On staff analysts have proven to be a big benefactor as the organization has found that providing them with tools that they can use quickly and easily to leverage has led to new business insights. Etsy’s management encourages analysis and the discovering of new insights, and analysts have discovered things about the business by working in the database, finding interesting data, and then exploring it. As an example, Etsy uses Vertica alongside Hadoop and each night, analysts download search terms used on the market site to Hadoop and then run MapReduce jobs to improve search algorithms.
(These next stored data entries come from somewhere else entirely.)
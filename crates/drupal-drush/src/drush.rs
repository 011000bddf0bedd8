//! Drush command execution
//!
//! Runs one drush command as a child process. Stdout and stderr are drained
//! by two tokio tasks while the caller waits for the process to exit; both
//! tasks are joined before the result is assembled so no late line is lost.
//!
//! Stdout is collected verbatim. Every stderr line is passed through
//! [`classify`]: `[ok]`/`[success]` lines go to the ok channel, everything
//! else to the [`MessageSet`]. A non-zero exit adds one more message after
//! the parsed lines.

use crate::config::{DrushConfig, Program};
use crate::error::{CommandFailure, DrushError, Result};
use crate::message::{classify, Message, Severity};
use crate::message_set::{FailurePolicy, MessageSet};
use serde::{Deserialize, Serialize};
use std::path::{Path, PathBuf};
use std::process::Stdio;
use std::time::{Duration, Instant};
use tokio::io::{AsyncBufReadExt, AsyncRead, AsyncReadExt, BufReader};
use tokio::process::Command;
use tracing::{debug, info, warn};

/// Flags appended after the command name on every invocation.
pub const GLOBAL_FLAGS: [&str; 2] = ["--yes", "--nocolor"];

/// Wide terminal so drush never wraps or truncates a message line.
pub const COLUMN_ENV: [(&str, &str); 2] = [("DRUSH_COLUMNS", "10000"), ("COLUMNS", "10000")];

/// Raw outcome of a drush run, before any failure policy is applied.
#[derive(Debug, Clone, PartialEq, Eq, Serialize, Deserialize)]
pub struct CommandResult {
    /// The drush command name
    pub command: String,
    /// Everything written to stdout, in arrival order
    pub stdout: String,
    /// `[ok]` and `[success]` lines
    pub ok_messages: Vec<Message>,
    /// All other stderr lines, then the exit failure if any
    pub messages: MessageSet,
    /// Exit code, `None` if the process was killed by a signal
    pub exit_code: Option<i32>,
}

impl CommandResult {
    /// Whether drush exited zero.
    pub fn exited_cleanly(&self) -> bool {
        self.exit_code == Some(0)
    }

    /// Split into success or failure according to `policy`.
    pub fn into_outcome(self, policy: FailurePolicy) -> Result<Completion> {
        if policy.is_failure(&self.messages) {
            return Err(DrushError::Command(CommandFailure {
                command: self.command,
                stdout: self.stdout,
                ok_messages: self.ok_messages,
                messages: self.messages,
            }));
        }

        Ok(Completion {
            stdout: self.stdout,
            ok_messages: self.ok_messages,
            advisories: self.messages,
        })
    }
}

/// A drush command that succeeded under the failure policy.
#[derive(Debug, Clone, Default, PartialEq, Eq, Serialize, Deserialize)]
pub struct Completion {
    pub stdout: String,
    pub ok_messages: Vec<Message>,
    /// Warnings and notices tolerated by [`FailurePolicy::ErrorsOnly`].
    /// Always empty under [`FailurePolicy::AnyMessage`].
    pub advisories: MessageSet,
}

/// A drush command to be executed in a site directory.
#[derive(Debug, Clone)]
pub struct DrushCommand {
    directory: PathBuf,
    command: String,
    arguments: Vec<String>,
    program: Program,
    timeout: Option<Duration>,
}

impl DrushCommand {
    /// New command using the drush program and timeout from the environment.
    pub fn new(directory: impl Into<PathBuf>, command: impl Into<String>) -> Self {
        Self::with_config(directory, command, &DrushConfig::from_env())
    }

    pub fn with_config(
        directory: impl Into<PathBuf>,
        command: impl Into<String>,
        config: &DrushConfig,
    ) -> Self {
        DrushCommand {
            directory: directory.into(),
            command: command.into(),
            arguments: Vec::new(),
            program: config.drush.clone(),
            timeout: config.timeout,
        }
    }

    pub fn arg(mut self, arg: impl Into<String>) -> Self {
        self.arguments.push(arg.into());
        self
    }

    pub fn args<I, S>(mut self, args: I) -> Self
    where
        I: IntoIterator<Item = S>,
        S: Into<String>,
    {
        self.arguments.extend(args.into_iter().map(Into::into));
        self
    }

    pub fn program(mut self, program: Program) -> Self {
        self.program = program;
        self
    }

    pub fn timeout(mut self, timeout: Option<Duration>) -> Self {
        self.timeout = timeout;
        self
    }

    pub fn directory(&self) -> &Path {
        &self.directory
    }

    pub fn command(&self) -> &str {
        &self.command
    }

    /// Arguments passed to the drush program, leading wrapper args included.
    pub fn argv(&self) -> Vec<String> {
        let mut argv = self.program.args.clone();
        argv.push(self.command.clone());
        argv.extend(GLOBAL_FLAGS.iter().map(|f| f.to_string()));
        argv.extend(self.arguments.iter().cloned());
        argv
    }

    /// Run the command and judge it with `policy`.
    pub async fn run(&self, policy: FailurePolicy) -> Result<Completion> {
        self.execute().await?.into_outcome(policy)
    }

    /// Run the command and return everything it produced.
    ///
    /// Only transport problems (spawn failure, missing pipes, timeout) are
    /// errors here. Whatever drush reported is in the returned result.
    pub async fn execute(&self) -> Result<CommandResult> {
        let start = Instant::now();

        let mut cmd = Command::new(&self.program.program);
        cmd.args(self.argv())
            .current_dir(&self.directory)
            .envs(COLUMN_ENV)
            .stdin(Stdio::null())
            .stdout(Stdio::piped())
            .stderr(Stdio::piped())
            .kill_on_drop(true);

        info!(
            event = "drush.started",
            command = %self.command,
            program = %self.program,
            directory = %self.directory.display(),
        );

        let mut child = cmd.spawn().map_err(|source| DrushError::Spawn {
            program: self.program.program.clone(),
            source,
        })?;

        let stdout = child
            .stdout
            .take()
            .ok_or(DrushError::MissingPipe("stdout"))?;
        let stderr = child
            .stderr
            .take()
            .ok_or(DrushError::MissingPipe("stderr"))?;

        let stdout_task = tokio::spawn(drain_stdout(stdout));
        let stderr_task = tokio::spawn(drain_stderr(stderr));
        let aborts = [stdout_task.abort_handle(), stderr_task.abort_handle()];

        let collect = async {
            let status = child.wait().await?;
            let (stdout, stderr) = tokio::join!(stdout_task, stderr_task);
            let stdout = stdout??;
            let (ok_messages, messages) = stderr??;
            Ok::<_, DrushError>((status, stdout, ok_messages, messages))
        };

        let collected = match self.timeout {
            Some(limit) => match tokio::time::timeout(limit, collect).await {
                Ok(collected) => collected,
                Err(_) => {
                    warn!(
                        event = "drush.timed_out",
                        command = %self.command,
                        timeout_ms = limit.as_millis() as u64,
                    );
                    for handle in &aborts {
                        handle.abort();
                    }
                    if let Err(e) = child.kill().await {
                        warn!("Failed to kill drush {}: {}", self.command, e);
                    }
                    return Err(DrushError::TimedOut {
                        command: format!("drush {}", self.command),
                        timeout: limit,
                    });
                }
            },
            None => collect.await,
        };

        let (status, stdout, ok_messages, mut messages) = collected?;

        if !status.success() {
            warn!(event = "drush.failed", command = %self.command, status = %status);
            messages.push(Message::synthetic(
                Severity::Error,
                format!("drush {} exited with {}", self.command, status),
            ));
        }

        info!(
            event = "drush.finished",
            command = %self.command,
            exit_code = status.code().unwrap_or(-1),
            errors = messages.count(Severity::Error),
            warnings = messages.count(Severity::Warning) + messages.count(Severity::Notice),
            ok = ok_messages.len(),
            duration_ms = start.elapsed().as_millis() as u64,
        );

        Ok(CommandResult {
            command: self.command.clone(),
            stdout,
            ok_messages,
            messages,
            exit_code: status.code(),
        })
    }
}

async fn drain_stdout<R: AsyncRead + Unpin>(mut stdout: R) -> std::io::Result<String> {
    let mut buf = Vec::new();
    stdout.read_to_end(&mut buf).await?;
    Ok(String::from_utf8_lossy(&buf).into_owned())
}

/// Classify stderr line by line. A blank line is an Unknown message.
async fn drain_stderr<R: AsyncRead + Unpin>(
    stderr: R,
) -> std::io::Result<(Vec<Message>, MessageSet)> {
    let mut reader = BufReader::new(stderr);
    let mut line = Vec::new();
    let mut ok_messages = Vec::new();
    let mut messages = MessageSet::new();

    loop {
        line.clear();
        if reader.read_until(b'\n', &mut line).await? == 0 {
            break;
        }

        let text = String::from_utf8_lossy(&line);
        let message = classify(&text);
        debug!(severity = %message.severity(), text = message.text(), "drush message");
        if message.is_ok() {
            ok_messages.push(message);
        } else {
            messages.push(message);
        }
    }

    Ok((ok_messages, messages))
}
//! Runner configuration
//!
//! Defaults come from the environment so that wrappers such as
//! `vendor/bin/drush` or `ddev drush` can be swapped in without code changes.

use crate::message_set::FailurePolicy;
use serde::{Deserialize, Serialize};
use std::time::Duration;

/// Environment variable naming the drush executable
pub const DRUSH_BIN_ENV: &str = "DRUSH_BIN";
/// Environment variable naming the PHP interpreter
pub const PHP_BIN_ENV: &str = "DRUPAL_PHP_BIN";
/// Environment variable holding the command timeout in seconds (0 = none)
pub const TIMEOUT_ENV: &str = "DRUSH_TIMEOUT_SECS";
/// Environment variable selecting the failure policy (`any` or `errors`)
pub const FAILURE_POLICY_ENV: &str = "DRUSH_FAILURE_POLICY";

/// An executable plus the arguments that always precede anything we add.
#[derive(Debug, Clone, PartialEq, Eq, Serialize, Deserialize)]
pub struct Program {
    pub program: String,
    #[serde(default)]
    pub args: Vec<String>,
}

impl Program {
    pub fn new(program: impl Into<String>) -> Self {
        Program {
            program: program.into(),
            args: Vec::new(),
        }
    }

    /// Append a leading argument, e.g. `Program::new("ddev").arg("drush")`.
    pub fn arg(mut self, arg: impl Into<String>) -> Self {
        self.args.push(arg.into());
        self
    }

    /// Parse a whitespace separated command line such as `"lando drush"`.
    pub fn parse(line: &str) -> Option<Self> {
        let mut parts = line.split_whitespace();
        let program = parts.next()?;
        Some(Program {
            program: program.to_string(),
            args: parts.map(str::to_string).collect(),
        })
    }
}

impl std::fmt::Display for Program {
    fn fmt(&self, f: &mut std::fmt::Formatter<'_>) -> std::fmt::Result {
        f.write_str(&self.program)?;
        for arg in &self.args {
            write!(f, " {arg}")?;
        }
        Ok(())
    }
}

/// How drush and PHP are invoked for a site.
#[derive(Debug, Clone, PartialEq, Eq, Serialize, Deserialize)]
pub struct DrushConfig {
    /// The drush executable
    pub drush: Program,
    /// The PHP interpreter used for settings and database snippets
    pub php: Program,
    /// Kill a command that runs longer than this. `None` waits forever.
    pub timeout: Option<Duration>,
    /// When a finished command counts as failed
    #[serde(default)]
    pub failure_policy: FailurePolicy,
}

impl Default for DrushConfig {
    fn default() -> Self {
        DrushConfig {
            drush: std::env::var(DRUSH_BIN_ENV)
                .ok()
                .and_then(|v| Program::parse(&v))
                .unwrap_or_else(|| Program::new("drush")),
            php: std::env::var(PHP_BIN_ENV)
                .ok()
                .and_then(|v| Program::parse(&v))
                .unwrap_or_else(|| Program::new("php")),
            timeout: std::env::var(TIMEOUT_ENV)
                .ok()
                .and_then(|v| v.trim().parse::<u64>().ok())
                .filter(|secs| *secs > 0)
                .map(Duration::from_secs),
            failure_policy: std::env::var(FAILURE_POLICY_ENV)
                .ok()
                .and_then(|v| v.parse().ok())
                .unwrap_or_default(),
        }
    }
}

impl DrushConfig {
    /// Create a config from environment variables
    pub fn from_env() -> Self {
        Self::default()
    }

    /// Create a config with explicit programs and no timeout
    pub fn new(drush: Program, php: Program) -> Self {
        DrushConfig {
            drush,
            php,
            timeout: None,
            failure_policy: FailurePolicy::default(),
        }
    }

    pub fn with_drush(mut self, drush: Program) -> Self {
        self.drush = drush;
        self
    }

    pub fn with_php(mut self, php: Program) -> Self {
        self.php = php;
        self
    }

    pub fn with_timeout(mut self, timeout: Duration) -> Self {
        self.timeout = Some(timeout);
        self
    }

    pub fn with_failure_policy(mut self, policy: FailurePolicy) -> Self {
        self.failure_policy = policy;
        self
    }
}
//! Database connection details from `$databases` in settings.php.

use crate::decode::lenient_string;
use serde::{Deserialize, Serialize};

/// Connection details for one Drupal database connection.
#[derive(Debug, Clone, Default, PartialEq, Eq, Serialize, Deserialize)]
#[serde(default)]
pub struct Database {
    #[serde(deserialize_with = "lenient_string")]
    pub database: String,
    #[serde(deserialize_with = "lenient_string")]
    pub username: String,
    #[serde(deserialize_with = "lenient_string")]
    pub password: String,
    #[serde(deserialize_with = "lenient_string")]
    pub prefix: String,
    #[serde(deserialize_with = "lenient_string")]
    pub host: String,
    #[serde(deserialize_with = "lenient_string")]
    pub port: String,
    #[serde(deserialize_with = "lenient_string")]
    pub namespace: String,
    /// Driver name as Drupal knows it: `mysql`, `pgsql`, `sqlite`
    #[serde(deserialize_with = "lenient_string")]
    pub driver: String,
}

impl Database {
    /// Connection string in `user[:password]@host[:port]/database` form.
    pub fn dsn(&self) -> String {
        let mut dsn = self.username.clone();
        if !self.password.is_empty() {
            dsn.push(':');
            dsn.push_str(&self.password);
        }
        dsn.push('@');
        dsn.push_str(&self.host);
        if !self.port.is_empty() {
            dsn.push(':');
            dsn.push_str(&self.port);
        }
        dsn.push('/');
        dsn.push_str(&self.database);
        dsn
    }

    /// A copy with the password replaced, safe to print or log.
    pub fn redacted(&self) -> Database {
        let mut copy = self.clone();
        if !copy.password.is_empty() {
            copy.password = "********".to_string();
        }
        copy
    }
}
Moreover, Etsy is leveraging Vertica to complete ad hoc queries as analysts and employees that understand SQL demand it.
Metrics
Initially, Etsy planned for only a small group of analysts to use Vertica, but that number grew quickly. When the organization saw that that they could run financial reports that used to take days in literally seconds – demand spiked. Approximately 25 percent of employees use Vertica. Many analysts depend on Vertica every day resulting in difficulties for the IT team to find a window to perform updates.
While retrieving results in seconds instead of days is an important advantage, it is the fundamental changes enabled by the performance increase that have most benefitted the company. With Vertica, Etsy is noticing result sets so much faster that it’s akin to texting versus the Pony Express.
One important metric to underscore is the size of the Vertica license. Etsy started off with a 5 TB license, which soon scaled to 10 TB, then to 30 TB, then to 50 TB – and now is up to 270 TB. Vertica is foundational to all aspects of the business – from data scientists, to researchers, to in house analysts.
The Technology
Vertica
Disruptive Factor
An initial challenge that Etsy had to overcome was importing existing data into the platform. To address this challenge, engineers had developed a Schlep program into Vertica – which is still used to this day as it leverages MySQL.
Vertica easily facilitated this process as a result from going from a BI system based on PostgreSQL. Again, Etsy did not have to rewrite any existing queries. It was important when a platform was selected that minimal edits would be required to avoid workflow disruption.
Shining Moment
Vertica is now at the heart of Etsy’s analytics stack and the “Ah Ha” moment was actualized when important business queries that typically took 4 days to process were completing in just a few minutes.